Reproduce the entries below in full and without error.

> _Source data_:
* * *

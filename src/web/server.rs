use axum::{routing::get, routing::post, Router};
use tower_http::cors::{Any, CorsLayer};
use tower_http::trace::TraceLayer;
use utoipa::OpenApi;
use utoipa_swagger_ui::SwaggerUi;

use crate::config::Config;
use crate::pass::PassRecord;
use crate::scene::Scene;

use super::api::playback as playback_handlers;
use super::api::view as view_handlers;
use super::api_doc::ApiDoc;
use super::session::{Session, SessionHandle};
use super::ui::handlers as ui_handlers;

#[derive(Clone)]
pub struct AppState {
    pub session: SessionHandle,
    pub refresh_ms: u64,
}

pub fn router(state: AppState) -> Router {
    let cors = CorsLayer::new()
        .allow_origin(Any)
        .allow_methods(Any)
        .allow_headers(Any);

    Router::new()
        // UI routes
        .route("/", get(ui_handlers::view))
        // View API endpoints
        .route("/api/view.svg", get(view_handlers::view_svg))
        .route("/api/status", get(view_handlers::status))
        .route("/api/trajectory", get(view_handlers::trajectory))
        .route("/api/path", get(view_handlers::path))
        .route("/api/pass", post(view_handlers::select_pass))
        .route("/api/observer", post(view_handlers::set_observer))
        // Playback API endpoints
        .route("/api/playback/toggle", post(playback_handlers::toggle))
        .route("/api/playback/reset", post(playback_handlers::reset))
        .route("/api/retry", post(playback_handlers::retry))
        .route("/api/close", post(playback_handlers::close))
        // OpenAPI / Swagger
        .merge(SwaggerUi::new("/swagger-ui").url("/api-doc/openapi.json", ApiDoc::openapi()))
        // Middleware
        .layer(cors)
        .layer(TraceLayer::new_for_http())
        .with_state(state)
}

pub async fn run_server(config: Config, pass: Option<PassRecord>) -> std::io::Result<()> {
    let bind_addr = config.web.bind.clone();
    let mut scene = Scene::new(config.scene(), config.observer);

    if let Some(pass) = pass {
        if let Err(e) = scene.select_pass(pass) {
            log::warn!("Initial pass not shown: {}", e);
        }
    }

    let session = Session::spawn(scene, config.renderer(), config.playback.frame_interval);
    let state = AppState {
        session: session.handle(),
        refresh_ms: (config.playback.frame_interval.as_millis() as u64).max(50),
    };
    let app = router(state);

    log::info!("Starting server on {}", bind_addr);

    let listener = tokio::net::TcpListener::bind(&bind_addr).await?;
    let served = axum::serve(listener, app)
        .with_graceful_shutdown(shutdown_signal())
        .await;

    session.shutdown().await;
    served
}

async fn shutdown_signal() {
    if let Err(e) = tokio::signal::ctrl_c().await {
        log::warn!("Failed to listen for Ctrl-C: {}", e);
        std::future::pending::<()>().await;
    }
    log::info!("Shutting down");
}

* * *

> _Exercise response_:
filename src/web/server.rs
use axum::{routing::get, routing::post, Router};
use tower_http::cors::{Any, CorsLayer};
use tower_http::trace::TraceLayer;
use utoipa::OpenApi;
use utoipa_swagger_ui::SwaggerUi;

use crate::config::Config;
use crate::pass::PassRecord;
use crate::scene::Scene;

use super::api::playback as playback_handlers;
use super::api::view as view_handlers;
use super::api_doc::ApiDoc;
use super::session::{Session, SessionHandle};
use super::ui::handlers as ui_handlers;

#[derive(Clone)]
pub struct AppState {
    pub session: SessionHandle,
    pub refresh_ms: u64,
}

pub fn router(state: AppState) -> Router {
    let cors = CorsLayer::new()
        .allow_origin(Any)
        .allow_methods(Any)
        .allow_headers(Any);

    Router::new()
        // UI routes
        .route("/", get(ui_handlers::view))
        // View API endpoints
        .route("/api/view.svg", get(view_handlers::view_svg))
        .route("/api/status", get(view_handlers::status))
        .route("/api/trajectory", get(view_handlers::trajectory))
        .route("/api/path", get(view_handlers::path))
        .route("/api/pass", post(view_handlers::select_pass))
        .route("/api/observer", post(view_handlers::set_observer))
        // Playback API endpoints
        .route("/api/playback/toggle", post(playback_handlers::toggle))
        .route("/api/playback/reset", post(playback_handlers::reset))
        .route("/api/retry", post(playback_handlers::retry))
        .route("/api/close", post(playback_handlers::close))
        // OpenAPI / Swagger
        .merge(SwaggerUi::new("/swagger-ui").url("/api-doc/openapi.json", ApiDoc::openapi()))
        // Middleware
        .layer(cors)
        .layer(TraceLayer::new_for_http())
        .with_state(state)
}

pub async fn run_server(config: Config, pass: Option<PassRecord>) -> std::io::Result<()> {
    let bind_addr = config.web.bind.clone();
    let mut scene = Scene::new(config.scene(), config.observer);

    if let Some(pass) = pass {
        if let Err(e) = scene.select_pass(pass) {
            log::warn!("Initial pass not shown: {}", e);
        }
    }

    let session = Session::spawn(scene, config.renderer(), config.playback.frame_interval);
    let state = AppState {
        session: session.handle(),
        refresh_ms: (config.playback.frame_interval.as_millis() as u64).max(50),
    };
    let app = router(state);

    log::info!("Starting server on {}", bind_addr);

    let listener = tokio::net::TcpListener::bind(&bind_addr).await?;
    let served = axum::serve(listener, app)
        .with_graceful_shutdown(shutdown_signal())
        .await;

    session.shutdown().await;
    served
}

async fn shutdown_signal() {
    if let Err(e) = tokio::signal::ctrl_c().await {
        log::warn!("Failed to listen for Ctrl-C: {}", e);
        std::future::pending::<()>().await;
    }
    log::info!("Shutting down");
}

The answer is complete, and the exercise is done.